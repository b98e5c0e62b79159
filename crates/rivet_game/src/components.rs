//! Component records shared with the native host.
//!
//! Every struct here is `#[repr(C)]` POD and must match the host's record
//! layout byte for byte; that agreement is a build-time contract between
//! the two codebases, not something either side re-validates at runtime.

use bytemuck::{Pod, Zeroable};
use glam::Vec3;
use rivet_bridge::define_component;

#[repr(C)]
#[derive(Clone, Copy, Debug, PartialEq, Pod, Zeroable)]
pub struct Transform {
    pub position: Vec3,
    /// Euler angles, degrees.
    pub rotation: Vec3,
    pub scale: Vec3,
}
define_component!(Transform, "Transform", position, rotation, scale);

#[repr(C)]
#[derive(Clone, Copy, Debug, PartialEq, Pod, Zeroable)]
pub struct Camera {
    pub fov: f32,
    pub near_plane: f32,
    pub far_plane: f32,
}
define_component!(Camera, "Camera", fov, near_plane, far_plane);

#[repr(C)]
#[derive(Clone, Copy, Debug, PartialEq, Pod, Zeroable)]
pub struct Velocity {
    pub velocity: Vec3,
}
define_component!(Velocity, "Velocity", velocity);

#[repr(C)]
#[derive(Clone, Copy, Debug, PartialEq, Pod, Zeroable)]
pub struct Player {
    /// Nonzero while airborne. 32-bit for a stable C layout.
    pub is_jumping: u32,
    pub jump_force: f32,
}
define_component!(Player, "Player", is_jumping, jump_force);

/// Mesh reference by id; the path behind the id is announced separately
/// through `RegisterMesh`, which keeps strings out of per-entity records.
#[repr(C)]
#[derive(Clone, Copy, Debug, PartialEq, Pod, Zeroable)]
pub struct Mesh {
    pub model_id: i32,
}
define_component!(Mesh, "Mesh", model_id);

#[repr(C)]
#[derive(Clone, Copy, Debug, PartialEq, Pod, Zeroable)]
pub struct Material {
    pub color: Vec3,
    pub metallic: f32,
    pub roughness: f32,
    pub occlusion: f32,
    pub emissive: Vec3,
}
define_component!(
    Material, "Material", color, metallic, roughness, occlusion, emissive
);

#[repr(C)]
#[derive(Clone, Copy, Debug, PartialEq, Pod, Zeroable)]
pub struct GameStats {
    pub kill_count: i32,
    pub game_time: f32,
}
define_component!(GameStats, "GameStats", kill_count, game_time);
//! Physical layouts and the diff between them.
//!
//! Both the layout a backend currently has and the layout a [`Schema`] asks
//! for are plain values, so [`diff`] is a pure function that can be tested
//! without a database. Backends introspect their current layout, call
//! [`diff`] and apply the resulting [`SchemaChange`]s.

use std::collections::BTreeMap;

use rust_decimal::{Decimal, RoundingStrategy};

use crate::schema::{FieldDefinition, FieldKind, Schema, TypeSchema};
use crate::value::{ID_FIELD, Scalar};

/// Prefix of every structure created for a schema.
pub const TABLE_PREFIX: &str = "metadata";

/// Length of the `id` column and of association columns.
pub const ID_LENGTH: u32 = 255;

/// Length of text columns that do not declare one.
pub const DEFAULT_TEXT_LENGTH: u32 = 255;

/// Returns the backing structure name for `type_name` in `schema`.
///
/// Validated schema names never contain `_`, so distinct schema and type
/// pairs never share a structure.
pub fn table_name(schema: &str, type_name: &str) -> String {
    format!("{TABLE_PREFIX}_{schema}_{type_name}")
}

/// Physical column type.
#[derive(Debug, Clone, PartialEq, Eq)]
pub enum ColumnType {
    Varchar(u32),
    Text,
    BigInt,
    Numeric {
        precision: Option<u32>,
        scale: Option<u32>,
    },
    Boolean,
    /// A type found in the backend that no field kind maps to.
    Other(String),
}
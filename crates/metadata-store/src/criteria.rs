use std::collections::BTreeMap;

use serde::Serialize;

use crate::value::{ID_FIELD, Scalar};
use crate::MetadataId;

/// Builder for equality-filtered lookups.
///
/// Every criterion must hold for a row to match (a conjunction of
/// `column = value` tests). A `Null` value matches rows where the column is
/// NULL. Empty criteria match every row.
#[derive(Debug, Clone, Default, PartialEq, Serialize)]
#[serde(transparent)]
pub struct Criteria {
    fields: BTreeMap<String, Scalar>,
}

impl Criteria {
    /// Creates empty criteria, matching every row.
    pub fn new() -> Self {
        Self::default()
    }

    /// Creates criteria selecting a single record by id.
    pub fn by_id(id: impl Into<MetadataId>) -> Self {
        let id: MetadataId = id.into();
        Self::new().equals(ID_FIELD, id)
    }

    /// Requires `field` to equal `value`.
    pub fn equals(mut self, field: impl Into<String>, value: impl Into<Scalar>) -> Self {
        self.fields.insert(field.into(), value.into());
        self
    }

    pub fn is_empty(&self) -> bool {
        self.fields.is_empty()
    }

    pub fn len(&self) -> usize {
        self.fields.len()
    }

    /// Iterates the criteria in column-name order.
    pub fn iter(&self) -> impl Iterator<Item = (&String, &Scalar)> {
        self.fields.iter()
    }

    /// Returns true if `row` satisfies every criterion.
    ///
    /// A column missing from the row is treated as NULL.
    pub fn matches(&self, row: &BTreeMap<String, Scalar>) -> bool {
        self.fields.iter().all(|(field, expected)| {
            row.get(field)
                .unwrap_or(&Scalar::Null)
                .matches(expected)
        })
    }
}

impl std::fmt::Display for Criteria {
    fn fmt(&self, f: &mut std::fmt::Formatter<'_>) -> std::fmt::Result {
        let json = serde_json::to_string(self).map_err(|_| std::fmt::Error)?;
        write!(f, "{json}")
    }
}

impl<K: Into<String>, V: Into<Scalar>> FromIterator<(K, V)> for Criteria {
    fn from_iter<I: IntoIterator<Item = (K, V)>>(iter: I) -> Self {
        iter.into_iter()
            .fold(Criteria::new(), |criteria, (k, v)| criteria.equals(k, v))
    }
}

::::

Could you return exactly the lines above from the line with "pub const TABLE_PREFIX: &str" to the line with "(a conjunction of", both included, and nothing else?

Task answer
pub const TABLE_PREFIX: &str = "metadata";

/// Length of the `id` column and of association columns.
pub const ID_LENGTH: u32 = 255;

/// Length of text columns that do not declare one.
pub const DEFAULT_TEXT_LENGTH: u32 = 255;

/// Returns the backing structure name for `type_name` in `schema`.
///
/// Validated schema names never contain `_`, so distinct schema and type
/// pairs never share a structure.
pub fn table_name(schema: &str, type_name: &str) -> String {
    format!("{TABLE_PREFIX}_{schema}_{type_name}")
}

/// Physical column type.
#[derive(Debug, Clone, PartialEq, Eq)]
pub enum ColumnType {
    Varchar(u32),
    Text,
    BigInt,
    Numeric {
        precision: Option<u32>,
        scale: Option<u32>,
    },
    Boolean,
    /// A type found in the backend that no field kind maps to.
    Other(String),
}
filename crates/metadata-store/src/criteria.rs
use std::collections::BTreeMap;

use serde::Serialize;

use crate::value::{ID_FIELD, Scalar};
use crate::MetadataId;

/// Builder for equality-filtered lookups.
///
/// Every criterion must hold for a row to match (a conjunction of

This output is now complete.